It's not usually productive to try to anticipate all the problems that will arise. Learn from failing, isn't that the saying? It's the quickest and most truthful way. Go ahead and make bad guesses, but then test the hell out of them. Every now and then you get lucky and you can't prove that the last guess was wrong. Wow, that means it might actually be partly right! So you try harder, and if the model still won't fail, you may have to accept it for a while. In my book, that's how real science gets done. Skeptics only need apply. Those who get off on being right would do better to become politicians or lawyers.

Best,

Bill

···

At 06:56 AM 12/11/2011 +0800, Henry Yin wrote:

Hi, Martin –

I’ve been dipping in and out of
this thread, and maybe this essay from Science has been mentioned, but in
case not, the attached two pages seem fairly relevant to the recent
discussion. If I can quote one sentences from the summary:


Overall, the results of this research show that dendrites implement the
complex computational task of discriminating temporal sequences and allow
neurons to differentially process inputs depending on their location,
suggesting that the same neuron can use multiple integration rules.

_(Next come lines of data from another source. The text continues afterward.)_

//! 评估程序依赖的通用组件.

use log::LevelFilter;
use simple_logger::SimpleLogger;

pub mod loader;

const SEP: &str = "--------------------------------------------------------";

/// 简单分隔线.
pub fn sep_to<W: std::io::Write>(mut w: W) -> std::io::Result<()> {
    writeln!(&mut w, "{SEP}")
}

/// 初始化日志. 默认等级为 `Info`, 可由环境变量 `$RUST_LOG` 覆盖.
///
/// 重复初始化时什么也不做.
pub fn init_logger() {
    if SimpleLogger::new()
        .with_level(LevelFilter::Info)
        .env()
        .init()
        .is_err()
    {
        log::debug!("logger already initialized");
    }
}
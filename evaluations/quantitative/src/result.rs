//! 评估结果.

use lesion_berry::cohort::{CohortTable, ColumnSummary};
use lesion_berry::ConfusionMatrix;
use std::io::{self, Write};

/// 按真值新发病灶个数拆分结果表所用的列.
const NEW_LESION_COUNT: &str = "n_ref_new_lesions";

/// 新发病灶相关列的列名片段.
const NEW_FRAGMENT: &str = "new_";

/// MS Open Data 低分辨率病例的编号片段.
const LOW_RES_FRAGMENT: &str = "patient";

#[inline]
fn cell_to_display(c: Option<lesion_berry::cohort::Cell>) -> String {
    match c {
        Some(c) => c.to_string(),
        None => "/".to_string(),
    }
}

#[inline]
fn f64_to_display(f: Option<f64>) -> String {
    match f {
        Some(f) => format!("{f:.6}"),
        None => "/".to_string(),
    }
}

/// 将 `table` 逐行写进 `w` 中.
fn table_into<W: Write>(table: &CohortTable, w: &mut W) -> io::Result<()> {
    writeln!(w, "case_id\t{}", table.columns().join("\t"))?;
    for row in table.rows() {
        let cells: Vec<String> = row.cells().map(|c| cell_to_display(*c)).collect();
        writeln!(w, "{}\t{}", row.case_id(), cells.join("\t"))?;
    }
    writeln!(w, "[{} rows x {} columns]", table.len(), table.columns().len() + 1)
}

/// 将描述性统计写进 `w` 中.
fn summary_into<W: Write>(summary: &[ColumnSummary], w: &mut W) -> io::Result<()> {
    const S4: &str = "    ";

    for s in summary {
        writeln!(w, "`{}`:", s.column)?;
        writeln!(w, "{S4}count: {}", s.count)?;
        writeln!(w, "{S4}mean: {}", f64_to_display(s.mean))?;
        writeln!(w, "{S4}std: {}", f64_to_display(s.std))?;
        writeln!(w, "{S4}min: {}", f64_to_display(s.min))?;
        writeln!(w, "{S4}max: {}", f64_to_display(s.max))?;
    }
    Ok(())
}

/// 将混淆矩阵写进 `w` 中. 行为真值, 列为预测.
fn confusion_into<W: Write>(cm: &ConfusionMatrix, w: &mut W) -> io::Result<()> {
    writeln!(w, "truth \\ pred\t0\t1\t2")?;
    for t in 0..3u8 {
        writeln!(w, "{t}\t{}\t{}\t{}", cm.get(t, 0), cm.get(t, 1), cm.get(t, 2))?;
    }
    write!(w, "accuracy: {}", f64_to_display(cm.accuracy()))
}

/// 单个数据集的评估结果.
pub struct DatasetResult {
    /// 数据集名.
    pub name: &'static str,

    /// 体素级指标与病灶级指标合并后的结果表.
    pub table: CohortTable,

    /// 全局体素混淆矩阵.
    pub confusion: ConfusionMatrix,

    /// 失败病例编号.
    pub failures: Vec<String>,

    /// 是否按低分辨率子集分别描述.
    pub by_resolution: bool,
}

impl DatasetResult {
    fn write_into<W: Write>(&self, w: &mut W) -> io::Result<()> {
        writeln!(w, "Dataset `{}`: {} cases", self.name, self.table.len())?;
        if !self.failures.is_empty() {
            writeln!(w, "Skipped cases: {}", self.failures.join(", "))?;
        }

        let new_only = self.table.select_containing(NEW_FRAGMENT);
        match new_only.split_by_zero(NEW_LESION_COUNT) {
            Some((zero, positive)) => {
                writeln!(w, "Cases without new lesions:")?;
                table_into(&zero, w)?;
                writeln!(w, "Cases with new lesions:")?;
                table_into(&positive, w)?;
            }
            None => writeln!(w, "No `{NEW_LESION_COUNT}` column, subsets skipped")?,
        }

        if self.by_resolution {
            let low = new_only.filter_case_id(LOW_RES_FRAGMENT);
            let high = new_only.filter(|r| !r.case_id().contains(LOW_RES_FRAGMENT));
            writeln!(w, "Low resolution subset ({} cases):", low.len())?;
            summary_into(&low.describe(), w)?;
            writeln!(w, "High resolution subset ({} cases):", high.len())?;
            summary_into(&high.describe(), w)?;
        }

        writeln!(w, "Confusion matrix:")?;
        confusion_into(&self.confusion, w)
    }
}

/// 全部评估结果.
pub struct EvaluationResult {
    data: Vec<DatasetResult>,
}

impl EvaluationResult {
    pub fn from_iter<I: IntoIterator<Item = DatasetResult>>(it: I) -> Self {
        Self {
            data: it.into_iter().collect(),
        }
    }

    /// 打印运行结果.
    pub fn analyze(&self) -> io::Result<()> {
        let stdout = io::stdout();
        let mut lock = stdout.lock();

        utils::sep_to(&mut lock)?;
        for result in self.data.iter() {
            result.write_into(&mut lock)?;
            writeln!(lock)?;
            utils::sep_to(&mut lock)?;
        }
        Ok(())
    }
}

BP: Yes, I saw that and it’s one reason I want to include input transfer
functions if possible. Judging from the kinds of variables human beings
can perceive and control, it’s pretty certain that neurons can do more
than just weighted summation. The problem is that I have no idea what
sorts of computations are required to create perceptions of all the kinds
we’ve talked about, so I might not recognize a useful function when I see
it. We really need some good applied mathematicians like Kennaway who
understand all the ins and outs of analytical geometry, physical
dynamics, maybe even tensor analysis (for computing invariants). Or who
can learn what they need to know. I don’t have a big enough mathematics
bump.

I don’t recall much about the article, but I remember thinking that maybe
the idea of “sequence” detection was a case of overinterpreting
the data. Couldn’t that neuron just be the output of a whole neural
network? I think that circuits, not just single neurons, are needed to
detect sequence. Perceiving the sequence “A, B” as different
from “B, A” requires the ability to remember (or otherwise be
affected by the fact) that A has already occurred at the time B
commences, doesn’t it? Maybe there is some process that doesn’t need
memory that can do this, but at the moment I can’t think of what it might
be. In the PCT model, sequence detection occurs at a high level – the
eighth of eleven. My pseudo-model, in chapter 3 of B:CP, uses a whole
string of pseudo-neurons hooked up like latches to accomplish the memory
effect. The last neuron in the string might appear to respond to a
sequence, but the other neurons are needed, too.

Best,

Bill

···

At 11:17 PM 12/10/2011 -0500, Martin Taylor wrote:

Hello, Henry et al--

Hi Martin [Taylor],
I have no problems with Branco's findings. It's his interpretation
that I question. What his findings suggest is that you can build
"detectors" of AB but not BA with just the dendritic properties.
Let's say AB is centripetal activation but BA is centrifugal. So AB
fires the cell and BA doesn't. He's just saying we don't necessarily
need circuit mechanisms. But regardless of how you do it, you are
still left with the problem of explaining behavioral sequences, or
sequences of letters, and so on. Even if we accept his findings (and
so far it's still too early to tell), that doesn't mean you just use
dendrites to compute behavioral sequences.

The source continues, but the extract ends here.